Figure 3.

EM011 induces activation of mitotic checkpoint. A. Mitotic arrest is mediated by spindle-assembly checkpoint, as visualized microscopically by immunofluorescent staining of BubR1 (green) at 24 hr post-treatment. B. Immunoblot analysis also showed BubR1 accumulation until 36 hr of drug treatment. β-actin was used as a loading control. C. EM011 treatment for 72 hr induces apoptosis in PC-3 cells. Fragmented DNA in the terminal apoptosis stages was quantified using terminal deoxynucleotidyl transferase–mediated bromo-dUTP reaction (TUNEL assay) in EM011-treated cells. After the indicated incubation periods, cells were processed for a flow cytometry-based terminal deoxynucleotidyl transferase-mediated BrdUTP reaction.
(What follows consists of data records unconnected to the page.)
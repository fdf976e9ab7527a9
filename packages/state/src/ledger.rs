//! Append-only step ledger.
//!
//! Each completed step is appended as one JSON line:
//!
//! ```text
//! {"step":4,"bucket":"demo","completed_at":"2026-10-16T09:12:44Z"}
//! ```
//!
//! The whole file is replayed at startup into a map from bucket to the
//! highest completed step. That map is only a cache of the file; the file
//! is the single source of truth for where each bucket resumes.

use std::collections::BTreeMap;
use std::io::Write as _;
use std::path::{Path, PathBuf};

use chrono::{DateTime, Utc};
use serde::{Deserialize, Serialize};

use crate::StateError;
use crate::archive;

/// One ledger line.
#[derive(Debug, Clone, PartialEq, Eq, Serialize, Deserialize)]
pub struct LedgerEntry {
    /// Global step number.
    pub step: u32,
    /// Source bucket the step was completed for.
    pub bucket: String,
    /// When the step completed.
    pub completed_at: DateTime<Utc>,
}

/// Durable record of completed steps per bucket.
#[derive(Debug)]
pub struct StepLedger {
    path: PathBuf,
    entries: Vec<LedgerEntry>,
    last_steps: BTreeMap<String, u32>,
}

impl StepLedger {
    /// Opens the ledger at `path`, replaying any existing entries.
    ///
    /// A missing file is an empty ledger. A final line without a trailing
    /// newline that does not parse is the remnant of an interrupted append;
    /// it is dropped (and truncated away) with a warning.
    ///
    /// # Errors
    ///
    /// Returns [`StateError::CorruptLedger`] for an unreadable line anywhere
    /// else, or [`StateError::Io`] if the file cannot be read.
    pub fn open(path: impl Into<PathBuf>) -> Result<Self, StateError> {
        let path = path.into();
        let mut ledger = Self {
            path,
            entries: Vec::new(),
            last_steps: BTreeMap::new(),
        };

        let text = match std::fs::read_to_string(&ledger.path) {
            Ok(text) => text,
            Err(e) if e.kind() == std::io::ErrorKind::NotFound => return Ok(ledger),
            Err(e) => return Err(StateError::io(&ledger.path, e)),
        };

        let mut valid_len = 0usize;
        let line_count = text.lines().count();
        for (index, line) in text.split_inclusive('\n').enumerate() {
            let complete = line.ends_with('\n');
            let trimmed = line.trim();
            if trimmed.is_empty() {
                valid_len += line.len();
                continue;
            }

            match serde_json::from_str::<LedgerEntry>(trimmed) {
                Ok(entry) if complete => {
                    valid_len += line.len();
                    ledger.apply(entry);
                }
                Ok(entry) => {
                    // Parsed but never newline-terminated: keep it and
                    // terminate it so the next append starts a new line.
                    ledger.apply(entry);
                    ledger.truncate_to(valid_len)?;
                    ledger.append_line(trimmed)?;
                    return Ok(ledger);
                }
                Err(e) if !complete && index + 1 == line_count => {
                    log::warn!(
                        "Ignoring truncated final line of step ledger {}: {e}",
                        ledger.path.display()
                    );
                    ledger.truncate_to(valid_len)?;
                    return Ok(ledger);
                }
                Err(e) => {
                    return Err(StateError::CorruptLedger {
                        path: ledger.path.clone(),
                        line: index + 1,
                        message: e.to_string(),
                    });
                }
            }
        }

        log::debug!(
            "Replayed {} ledger entries for {} bucket(s) from {}",
            ledger.entries.len(),
            ledger.last_steps.len(),
            ledger.path.display()
        );
        Ok(ledger)
    }

    /// Path of the ledger file.
    #[must_use]
    pub fn path(&self) -> &Path {
        &self.path
    }

    /// Highest completed step for `bucket`, or 0 if nothing is recorded.
    #[must_use]
    pub fn last_completed_step(&self, bucket: &str) -> u32 {
        self.last_steps.get(bucket).copied().unwrap_or(0)
    }

    /// Highest completed step for every bucket in the ledger.
    #[must_use]
    pub const fn last_steps(&self) -> &BTreeMap<String, u32> {
        &self.last_steps
    }

    /// Durably records that `step` completed for `bucket`.
    ///
    /// Recording a step at or below the current last step is a no-op, so
    /// the per-bucket last step never decreases.
    ///
    /// # Errors
    ///
    /// Returns [`StateError`] if the entry cannot be written and synced.
    pub fn record_step_complete(&mut self, step: u32, bucket: &str) -> Result<(), StateError> {
        if step <= self.last_completed_step(bucket) {
            log::debug!("Ledger already has step {step} for {bucket}, not re-recording");
            return Ok(());
        }

        let entry = LedgerEntry {
            step,
            bucket: bucket.to_string(),
            completed_at: Utc::now(),
        };
        let line = serde_json::to_string(&entry).map_err(|e| StateError::json(&self.path, e))?;
        self.append_line(&line)?;
        self.apply(entry);
        Ok(())
    }

    /// Archives the ledger once `completed` buckets have finished.
    ///
    /// The current file moves to its `suffix` name. Entries for buckets not
    /// in `completed` go to a fresh ledger at the original path so their
    /// progress survives. The fresh ledger is staged and synced next to the
    /// old one and swapped in with a single rename; until that rename the
    /// old ledger stays in place. Returns the archived path, or `None` if
    /// the ledger file did not exist.
    ///
    /// # Errors
    ///
    /// Returns [`StateError`] if staging, archiving or the swap fails. The
    /// in-memory ledger is left unchanged in that case.
    pub fn archive(
        &mut self,
        completed: &[String],
        suffix: &str,
    ) -> Result<Option<PathBuf>, StateError> {
        if !self.path.exists() {
            return Ok(None);
        }

        let carried: Vec<LedgerEntry> = self
            .entries
            .iter()
            .filter(|e| !completed.contains(&e.bucket))
            .cloned()
            .collect();
        let archived = archive::with_suffix(&self.path, suffix);

        if carried.is_empty() {
            std::fs::rename(&self.path, &archived).map_err(|e| StateError::io(&self.path, e))?;
        } else {
            let staged = archive::with_suffix(&self.path, ".tmp");
            if let Err(e) = write_entries(&staged, &carried) {
                std::fs::remove_file(&staged).ok();
                return Err(e);
            }
            link_or_copy(&self.path, &archived)?;
            std::fs::rename(&staged, &self.path).map_err(|e| StateError::io(&staged, e))?;
        }
        log::info!("Archived {} -> {}", self.path.display(), archived.display());

        self.entries.clear();
        self.last_steps.clear();
        for entry in carried {
            self.apply(entry);
        }

        if !self.entries.is_empty() {
            log::info!(
                "Carried {} ledger entries for unfinished bucket(s) into a fresh ledger",
                self.entries.len()
            );
        }
        Ok(Some(archived))
    }

    fn apply(&mut self, entry: LedgerEntry) {
        let last = self.last_steps.entry(entry.bucket.clone()).or_insert(0);
        *last = (*last).max(entry.step);
        self.entries.push(entry);
    }

    fn append_line(&self, line: &str) -> Result<(), StateError> {
        let mut file = std::fs::OpenOptions::new()
            .create(true)
            .append(true)
            .open(&self.path)
            .map_err(|e| StateError::io(&self.path, e))?;
        file.write_all(format!("{line}\n").as_bytes())
            .and_then(|()| file.sync_data())
            .map_err(|e| StateError::io(&self.path, e))
    }

    fn truncate_to(&self, len: usize) -> Result<(), StateError> {
        let file = std::fs::OpenOptions::new()
            .write(true)
            .open(&self.path)
            .map_err(|e| StateError::io(&self.path, e))?;
        file.set_len(len as u64)
            .and_then(|()| file.sync_data())
            .map_err(|e| StateError::io(&self.path, e))
    }
}

/// Writes `entries` to a new file at `path` and syncs it.
fn write_entries(path: &Path, entries: &[LedgerEntry]) -> Result<(), StateError> {
    let mut text = String::new();
    for entry in entries {
        text.push_str(&serde_json::to_string(entry).map_err(|e| StateError::json(path, e))?);
        text.push('\n');
    }
    let mut file = std::fs::File::create(path).map_err(|e| StateError::io(path, e))?;
    file.write_all(text.as_bytes())
        .and_then(|()| file.sync_all())
        .map_err(|e| StateError::io(path, e))
}

/// Puts a copy of `from` at `to` without touching `from`.
fn link_or_copy(from: &Path, to: &Path) -> Result<(), StateError> {
    if let Err(e) = std::fs::hard_link(from, to) {
        log::debug!("Cannot hard link {} ({e}), copying instead", to.display());
        std::fs::copy(from, to).map_err(|e| StateError::io(to, e))?;
    }
    Ok(())
}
The addition of BrdUTP to the terminal deoxynucleotidyl transferase reaction labels DNA strand breaks that are then detected by an Alexa-Fluor 488-labeled anti-bromodeoxyuridine antibody. DNA content was determined using propidium iodide (PI, x axis). The number of apoptotic cells is indicated by the number of Alexa-Fluor 488-positive cells (vales on the top of the cytogram). Data from a representative experiment of two experiments.